There are enough scandals and problems to focus on that affect the Church in contemporary life: sexual confusion, the decline in Christian faith and morals, married clergy, survival of Christian marriage and family, clerical discipline, pro-life issues and co-operation between mainstream Christians. Aren't these problems enough without whimpering over the past?
The exchange, on occasion, of Anglican and Catholic pulpits I see as a practical, if timid, expression of the gospel of Jesus, "all mankind will know that you are my disciples if you have love one for another". The world watches the great scandal of Christianity - its disunity and fragmentation - and turns away.
If we cannot put our house in order, who can blame a secular society for turning its back and marginalising us?

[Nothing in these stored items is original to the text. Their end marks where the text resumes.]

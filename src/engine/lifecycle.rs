use chrono::{Datelike, Duration, NaiveDate, NaiveDateTime};
use ulid::Ulid;

use crate::limits::*;
use crate::model::*;
use crate::observability::{
    BOOKINGS_CANCELLED_TOTAL, BOOKINGS_CREATED_TOTAL, BOOKINGS_RESCHEDULED_TOTAL, PROMOTIONS_REDEEMED_TOTAL,
    STATUS_TRANSITIONS_TOTAL,
};
use crate::timegrid::{MINUTES_PER_DAY, at, time_to_minutes};

use super::availability::within_hours;
use super::conflict::check_no_conflict;
use super::promotion::is_redeemable;
use super::store::{Locked, StaffDay};
use super::{Engine, EngineError, SharedPromotion, locked_days, pricing};

// ── Rules ────────────────────────────────────────────────────────

/// Legal status moves. Cancellation is listed but only `cancel_booking` takes it.
pub fn can_transition(from: AppointmentStatus, to: AppointmentStatus) -> bool {
    use AppointmentStatus::*;
    matches!(
        (from, to),
        (Pending, Confirmed)
            | (Confirmed, CheckedIn)
            | (CheckedIn, InProgress)
            | (InProgress, Completed)
            | (Pending | Confirmed, Cancelled)
            | (Pending | Confirmed, NoShow)
    )
}

#[derive(Debug, Clone, Copy, PartialEq, Eq)]
pub struct RefundDecision {
    pub refund: Money,
    pub penalty: Money,
    /// The cancellation fell inside the policy's notice threshold.
    pub penalty_applied: bool,
}

/// Refund owed when cancelling at `now`, out of the quoted deposit. Whether the
/// charge was captured is the payment collaborator's concern, not the policy's.
pub fn refund_for(
    pricing: &PricingSnapshot,
    policy: &CancellationPolicy,
    start_at: NaiveDateTime,
    now: NaiveDateTime,
) -> RefundDecision {
    if !policy.allow_cancellation {
        return RefundDecision {
            refund: 0,
            penalty: 0,
            penalty_applied: false,
        };
    }
    let basis = pricing.deposit;
    let notice = start_at - now;
    let late = notice < Duration::hours(policy.hours_before_appointment);
    let penalty = if late { basis * policy.penalty_percentage / 100 } else { 0 };
    RefundDecision {
        refund: basis - penalty,
        penalty,
        penalty_applied: late,
    }
}

fn check_min_advance(config: &BookingConfig, start_at: NaiveDateTime, now: NaiveDateTime) -> Result<(), EngineError> {
    if start_at - now < Duration::minutes(config.min_advance_minutes) {
        return Err(EngineError::invalid(format!(
            "appointments must be booked at least {} minutes ahead",
            config.min_advance_minutes
        )));
    }
    Ok(())
}

fn check_advance_window(config: &BookingConfig, start_at: NaiveDateTime, now: NaiveDateTime) -> Result<(), EngineError> {
    check_min_advance(config, start_at, now)?;
    if start_at - now > Duration::days(config.max_advance_days) {
        return Err(EngineError::invalid(format!(
            "appointments can be booked at most {} days ahead",
            config.max_advance_days
        )));
    }
    Ok(())
}

/// `[start, start + total)` on `date`, inside the business's open hours.
fn bookable_span(business: &Business, date: NaiveDate, start: Minutes, total: Minutes) -> Result<Span, EngineError> {
    if start + total > MINUTES_PER_DAY {
        return Err(EngineError::invalid("appointment would run past midnight"));
    }
    let span = Span::new(start, start + total);
    let windows = business.schedule.windows_for(date.weekday());
    if windows.is_empty() {
        return Err(EngineError::invalid(format!("business is closed on {date}")));
    }
    if !within_hours(&windows, &span) {
        return Err(EngineError::invalid(format!("{span} is outside business hours on {date}")));
    }
    Ok(span)
}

When people see eight churches in a single suburb, anathematising and ostracising each other, what do we expect them to conclude from our stubborn, ecumenical bankruptcy?
If unforgiving pride and power are so entrenched among Christians, why am I not surprised that Western civilisation is degenerating? Pulpit exchanges at least reflect a little Christian charity which disappeared so long ago and may just help us towards realising that we are all brothers and sisters in Christ, no matter what our differences.
All Christian communions have failed our Lord. Let us stop playing the blame game and try a little humility and learn to forgive one another. Jesus told us to love our enemies - but from the world's perspective, we don't even love our friends, except as a superficial exercise. It is not the indifference of the world I find troubling, but the indifference of those calling themselves Christians.